Abandoning reason as a source of morality, Macintyre argues:
(We) are never able to seek for the good or exercise the virtues only qua individual ... we all approach our own circumstances as bearers of a particular social identity. I am someone’s son or daughter, a citizen of this or that city. I belong to this clan, that tribe, this nation. ... I inherit from the past of my family, my city, my tribe, my nation, a variety of debts, inheritances, expectations and obligations.
This opens the door to a new approach to ethics: nations and communities are the bearers of their own morality, tested and refined through history. Rapaciousness is rewarded with intellectual and historical failure, while virtue brings enduring intellectual success and improbable survival. The morality of the Bible - as interpreted by generations of Jewish thinkers - has been challenged both in books and in the gas chambers, and it has endured.
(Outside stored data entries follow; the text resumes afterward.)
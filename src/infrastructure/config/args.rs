use super::app_config::LogLevel;
use clap::Parser;
use std::path::PathBuf;

#[derive(Debug, Parser)]
#[command(
    name = "jpeg-bot",
    version,
    about = "Mastodon bot that replies to mentions with badly compressed JPEGs",
    long_about = None
)]
pub struct CliArgs {
    /// Configuration file path.
    #[arg(short, long, value_name = "PATH", env = "JPEG_BOT_CONFIG")]
    pub config: Option<PathBuf>,

    /// Log file path.
    #[arg(long, value_name = "PATH")]
    pub log_path: Option<PathBuf>,

    /// Log verbosity level.
    #[arg(long, value_enum)]
    pub log_level: Option<LogLevel>,
}
//! Image download infrastructure.

pub mod downloader;

pub use downloader::HttpImageDownloader;
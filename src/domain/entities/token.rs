//! Mastodon access token value object.

use std::fmt;

use zeroize::{Zeroize, ZeroizeOnDrop};

/// OAuth bearer token with validation, masking, and zeroing on drop.
#[derive(Clone, PartialEq, Eq, Zeroize, ZeroizeOnDrop)]
pub struct AccessToken {
    value: String,
}

impl AccessToken {
    /// Creates new token with format validation.
    ///
    /// Tokens must be non-empty printable ASCII without whitespace.
    #[must_use]
    pub fn new(value: impl Into<String>) -> Option<Self> {
        let value = value.into().trim().to_string();

        if value.is_empty() {
            return None;
        }

        if !value.chars().all(|c| c.is_ascii_graphic()) {
            return None;
        }

        Some(Self { value })
    }

    /// Creates token without validation.
    #[must_use]
    pub fn new_unchecked(value: impl Into<String>) -> Self {
        Self {
            value: value.into(),
        }
    }

    /// Returns token as string slice.
    #[must_use]
    pub fn as_str(&self) -> &str {
        &self.value
    }

    /// Returns the `Authorization` header value.
    #[must_use]
    pub fn bearer(&self) -> String {
        format!("Bearer {}", self.value)
    }

    /// Returns masked token for display.
    #[must_use]
    pub fn masked(&self) -> String {
        if self.value.len() <= 10 || !self.value.is_ascii() {
            return "*".repeat(self.value.chars().count());
        }

        let visible_prefix = &self.value[..4];
        let visible_suffix = &self.value[self.value.len() - 4..];
        format!("{visible_prefix}...{visible_suffix}")
    }
}

impl fmt::Debug for AccessToken {
    fn fmt(&self, f: &mut fmt::Formatter<'_>) -> fmt::Result {
        f.debug_struct("AccessToken")
            .field("value", &self.masked())
            .finish()
    }
}

impl fmt::Display for AccessToken {
    fn fmt(&self, f: &mut fmt::Formatter<'_>) -> fmt::Result {
        write!(f, "{}", self.masked())
    }
}
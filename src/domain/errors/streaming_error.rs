//! Streaming connection errors.

use thiserror::Error;

pub type StreamingResult<T> = Result<T, StreamingError>;

#[derive(Debug, Error)]
#[allow(missing_docs)]
pub enum StreamingError {
    #[error("connection failed: {message}")]
    ConnectionFailed { message: String },

    #[error("invalid streaming url: {message}")]
    InvalidUrl { message: String },

    #[error("connection closed with code {code}: {reason}")]
    ConnectionClosed { code: u16, reason: String },

    #[error("websocket error: {message}")]
    WebSocket { message: String },

    #[error("serialization error: {message}")]
    SerializationError { message: String },

    #[error("protocol error: {message}")]
    ProtocolError { message: String },

    #[error("not connected to streaming api")]
    NotConnected,

    #[error("already connecting or connected")]
    AlreadyConnected,
}

impl StreamingError {
    #[must_use]
    pub fn connection_failed(message: impl Into<String>) -> Self {
        Self::ConnectionFailed {
            message: message.into(),
        }
    }

    #[must_use]
    pub fn invalid_url(message: impl Into<String>) -> Self {
        Self::InvalidUrl {
            message: message.into(),
        }
    }

    #[must_use]
    pub fn websocket(message: impl Into<String>) -> Self {
        Self::WebSocket {
            message: message.into(),
        }
    }

    #[must_use]
    pub fn serialization(message: impl Into<String>) -> Self {
        Self::SerializationError {
            message: message.into(),
        }
    }

    #[must_use]
    pub fn protocol(message: impl Into<String>) -> Self {
        Self::ProtocolError {
            message: message.into(),
        }
    }

    /// Returns whether the error ends the stream.
    ///
    /// Frame-level problems only cost the offending frame.
    #[must_use]
    pub const fn is_fatal(&self) -> bool {
        !matches!(
            self,
            Self::SerializationError { .. } | Self::ProtocolError { .. }
        )
    }

    #[must_use]
    pub const fn close_code(&self) -> Option<u16> {
        if let Self::ConnectionClosed { code, .. } = self {
            Some(*code)
        } else {
            None
        }
    }
}

#[cfg(test)]
mod tests {
    use super::*;

    #[test]
    fn test_fatality() {
        assert!(StreamingError::connection_failed("refused").is_fatal());
        assert!(StreamingError::websocket("reset").is_fatal());
        assert!(!StreamingError::serialization("bad json").is_fatal());
        assert!(!StreamingError::protocol("missing payload").is_fatal());
    }

    #[test]
    fn test_close_code() {
        let closed = StreamingError::ConnectionClosed {
            code: 1001,
            reason: "going away".to_string(),
        };
        assert_eq!(closed.close_code(), Some(1001));
        assert_eq!(StreamingError::NotConnected.close_code(), None);
    }
}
We, the Jewish People, are chosen to celebrate the existence of a Creator who gives his Creation a moral purpose. Judaism on one leg, is Morality. That is our Divine Task throughout the year. On every Shabbat and Chag, our focus is on our Holy Task: to educate a new generation who can be entrusted to the protection of this notion of Divine Morality.
And then, after twelve months of intense introspection, Rosh Hashana arrives and we celebrate Judaism’s ultimate purpose. This is the moment of unbounded joy when all of humanity embrace the purpose of Creation, joining as one to affirm the unarguable distinction between good and evil and to do so in the name of the One God.
This, I believe, is the most powerful and satisfying moment in all our liturgy … fade speaker … play Desert Island Discs theme.